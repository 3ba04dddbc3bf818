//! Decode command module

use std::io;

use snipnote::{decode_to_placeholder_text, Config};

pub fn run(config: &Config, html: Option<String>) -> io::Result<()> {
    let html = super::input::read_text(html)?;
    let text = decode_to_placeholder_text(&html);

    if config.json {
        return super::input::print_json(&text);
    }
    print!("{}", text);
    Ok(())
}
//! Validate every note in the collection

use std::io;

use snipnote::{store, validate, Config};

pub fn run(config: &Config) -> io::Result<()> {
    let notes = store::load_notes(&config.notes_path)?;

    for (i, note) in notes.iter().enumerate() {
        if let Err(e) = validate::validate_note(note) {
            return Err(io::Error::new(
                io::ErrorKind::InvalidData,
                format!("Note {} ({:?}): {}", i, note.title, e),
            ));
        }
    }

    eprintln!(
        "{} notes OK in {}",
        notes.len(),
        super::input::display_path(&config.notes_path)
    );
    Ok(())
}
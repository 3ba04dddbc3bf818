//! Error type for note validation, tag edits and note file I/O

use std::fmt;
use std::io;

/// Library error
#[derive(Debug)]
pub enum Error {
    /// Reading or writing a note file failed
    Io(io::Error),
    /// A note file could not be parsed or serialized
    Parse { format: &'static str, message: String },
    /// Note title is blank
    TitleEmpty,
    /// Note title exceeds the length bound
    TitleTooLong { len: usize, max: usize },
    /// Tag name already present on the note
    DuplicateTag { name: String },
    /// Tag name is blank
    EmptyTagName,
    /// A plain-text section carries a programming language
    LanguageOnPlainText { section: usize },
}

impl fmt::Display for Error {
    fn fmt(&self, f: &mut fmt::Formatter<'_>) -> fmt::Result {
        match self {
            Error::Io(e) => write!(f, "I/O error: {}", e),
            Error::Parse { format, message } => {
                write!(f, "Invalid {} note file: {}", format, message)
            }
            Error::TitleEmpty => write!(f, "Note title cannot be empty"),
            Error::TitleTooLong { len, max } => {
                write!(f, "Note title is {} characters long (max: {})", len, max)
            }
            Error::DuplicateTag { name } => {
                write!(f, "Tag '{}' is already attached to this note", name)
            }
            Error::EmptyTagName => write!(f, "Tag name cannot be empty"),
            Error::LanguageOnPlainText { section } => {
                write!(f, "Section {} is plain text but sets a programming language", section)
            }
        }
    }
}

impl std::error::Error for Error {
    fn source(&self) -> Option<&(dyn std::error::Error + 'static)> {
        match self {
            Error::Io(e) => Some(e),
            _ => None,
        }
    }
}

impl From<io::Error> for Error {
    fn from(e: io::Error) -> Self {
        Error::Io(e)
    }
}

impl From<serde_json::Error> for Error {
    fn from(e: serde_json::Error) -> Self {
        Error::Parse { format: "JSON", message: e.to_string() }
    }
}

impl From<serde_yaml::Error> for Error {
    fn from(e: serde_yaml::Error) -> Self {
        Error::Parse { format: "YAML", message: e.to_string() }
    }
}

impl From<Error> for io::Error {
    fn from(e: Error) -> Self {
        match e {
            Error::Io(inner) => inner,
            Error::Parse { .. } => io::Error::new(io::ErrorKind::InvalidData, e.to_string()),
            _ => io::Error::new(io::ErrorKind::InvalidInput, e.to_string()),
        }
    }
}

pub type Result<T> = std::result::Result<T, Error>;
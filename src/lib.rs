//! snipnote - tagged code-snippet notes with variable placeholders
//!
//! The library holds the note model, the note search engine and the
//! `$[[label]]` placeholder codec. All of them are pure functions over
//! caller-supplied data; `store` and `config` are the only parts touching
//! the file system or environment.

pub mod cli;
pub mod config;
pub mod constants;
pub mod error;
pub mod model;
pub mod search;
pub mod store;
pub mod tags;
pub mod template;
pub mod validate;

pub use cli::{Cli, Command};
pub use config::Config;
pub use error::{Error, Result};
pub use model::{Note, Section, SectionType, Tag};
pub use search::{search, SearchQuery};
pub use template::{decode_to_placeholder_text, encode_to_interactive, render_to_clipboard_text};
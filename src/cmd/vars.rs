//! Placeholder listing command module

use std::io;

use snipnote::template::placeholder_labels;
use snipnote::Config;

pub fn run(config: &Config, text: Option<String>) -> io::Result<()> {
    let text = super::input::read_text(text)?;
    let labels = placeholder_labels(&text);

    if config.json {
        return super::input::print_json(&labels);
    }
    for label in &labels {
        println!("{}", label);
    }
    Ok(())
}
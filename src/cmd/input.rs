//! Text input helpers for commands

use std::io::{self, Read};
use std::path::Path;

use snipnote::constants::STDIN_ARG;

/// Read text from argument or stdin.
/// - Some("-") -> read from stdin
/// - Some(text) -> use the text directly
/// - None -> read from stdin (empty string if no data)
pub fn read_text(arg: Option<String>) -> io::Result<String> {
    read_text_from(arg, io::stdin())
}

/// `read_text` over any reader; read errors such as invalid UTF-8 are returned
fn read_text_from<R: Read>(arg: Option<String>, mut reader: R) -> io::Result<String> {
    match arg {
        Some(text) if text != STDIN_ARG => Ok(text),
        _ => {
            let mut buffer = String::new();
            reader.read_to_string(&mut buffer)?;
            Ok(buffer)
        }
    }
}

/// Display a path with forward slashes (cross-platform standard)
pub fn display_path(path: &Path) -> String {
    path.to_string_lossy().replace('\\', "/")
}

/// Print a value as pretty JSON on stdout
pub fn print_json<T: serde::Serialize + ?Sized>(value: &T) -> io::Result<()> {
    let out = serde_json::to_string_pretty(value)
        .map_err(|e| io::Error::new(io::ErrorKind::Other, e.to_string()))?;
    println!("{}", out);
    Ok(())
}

- - -

**Task details:**
Filter the material for the word "programming" and copy each matching line.

**Answer to this task:**
    /// A plain-text section carries a programming language
                write!(f, "Section {} is plain text but sets a programming language", section)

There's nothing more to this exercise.